Je crois vraiment que tout va changer, mais le problème est que le changement, la transformation qui s’annonce, ne se fera pas sans heurts. Les grandes entreprises devraient penser que pour un consommateur sensibilisé, le passage de 10 achats à 2 achats mais de qualité et pour un produit qui le représente, je pense que cela se fait très rapidement, car il suffit de regarder un documentaire pour que cette information vous fasse changer de paradigme pour toujours.

Il est vrai que pendant tout ce temps, les marques de mode durable ont évolué, de nouvelles sont nées, avec un meilleur style, certaines petites réussissent très bien et en vivent déjà très bien… c’est pourquoi pour moi les expectatives pour l’avenir – et surtout maintenant que nous avons le plan européen – sont très optimistes, je sais que ce ne sera pas facile, et que ce sera parfois difficile, mais le monde traverse des situations très complexes, ce qui se passe en Colombie, ce que le Venezuela a traversé pendant toutes ces années….
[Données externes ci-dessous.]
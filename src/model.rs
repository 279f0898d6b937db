//! Value types for checklist definitions.
//!
//! Sections and items are declarative guide content: the caller supplies
//! them once when the checklist is mounted, and the engine never mutates
//! them. All interactive state lives in [`crate::checklist::Checklist`].

use serde::{Deserialize, Serialize};

// ============================================================================
// Checklist Item
// ============================================================================

/// One line of a checklist, as authored in guide content.
///
/// The label may contain a small set of inline HTML constructs (bold and
/// emphasis tags, anchors, named entities); see [`crate::label`] for the two
/// projections consumers use.
///
/// # Example
///
/// ```
/// use ticklist::ChecklistItem;
///
/// let item = ChecklistItem::new("Rotate <b>all</b> signing keys")
///     .with_description("Quarterly, or after any suspected leak");
/// assert!(item.description.is_some());
/// ```
#[derive(Debug, Clone, PartialEq, Eq, Serialize, Deserialize)]
pub struct ChecklistItem {
    /// Authored label, possibly containing inline markup
    pub label: String,
    /// Optional longer explanation shown alongside the label
    #[serde(default, skip_serializing_if = "Option::is_none")]
    pub description: Option<String>,
}

impl ChecklistItem {
    /// Create an item with no description.
    #[must_use]
    pub fn new(label: impl Into<String>) -> Self {
        Self {
            label: label.into(),
            description: None,
        }
    }

    /// Attach a description.
    #[must_use]
    pub fn with_description(mut self, description: impl Into<String>) -> Self {
        self.description = Some(description.into());
        self
    }
}

// ============================================================================
// Checklist Section
// ============================================================================

/// An ordered group of checklist items under one heading.
///
/// The `id` must be unique within a checklist instance - it is half of every
/// [`crate::key::ItemKey`] - and item order is significant and stable for the
/// lifetime of the definition.
#[derive(Debug, Clone, PartialEq, Eq, Serialize, Deserialize)]
pub struct ChecklistSection {
    /// Stable identifier, unique within the checklist
    pub id: String,
    /// Human-readable section name
    pub name: String,
    /// Decorative icon (emoji or icon name) rendered before the name
    pub icon: String,
    /// Ordered items in this section
    #[serde(default)]
    pub items: Vec<ChecklistItem>,
}

impl ChecklistSection {
    /// Create an empty section.
    #[must_use]
    pub fn new(id: impl Into<String>, name: impl Into<String>, icon: impl Into<String>) -> Self {
        Self {
            id: id.into(),
            name: name.into(),
            icon: icon.into(),
            items: Vec::new(),
        }
    }

    /// Replace the section's items.
    #[must_use]
    pub fn with_items(mut self, items: Vec<ChecklistItem>) -> Self {
        self.items = items;
        self
    }

    /// Append a single item.
    #[must_use]
    pub fn with_item(mut self, item: ChecklistItem) -> Self {
        self.items.push(item);
        self
    }

    /// Number of items in this section.
    #[must_use]
    pub fn len(&self) -> usize {
        self.items.len()
    }

    /// Check whether the section has no items.
    #[must_use]
    pub fn is_empty(&self) -> bool {
        self.items.is_empty()
    }
}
Je pense qu’en fin de compte, l’important est que chacun d’entre nous, dans sa vie quotidienne, dans son cercle d’influence, comme l’a dit Stephen Covey, fasse ce qu’il peut ; je pense que l’évolution de l’humanité va dans ce sens. Sinon il n’y aura pas d’évolution et nous ne survivrons pas, donc de mon point de vue, cette idée est vraiment la seule valable.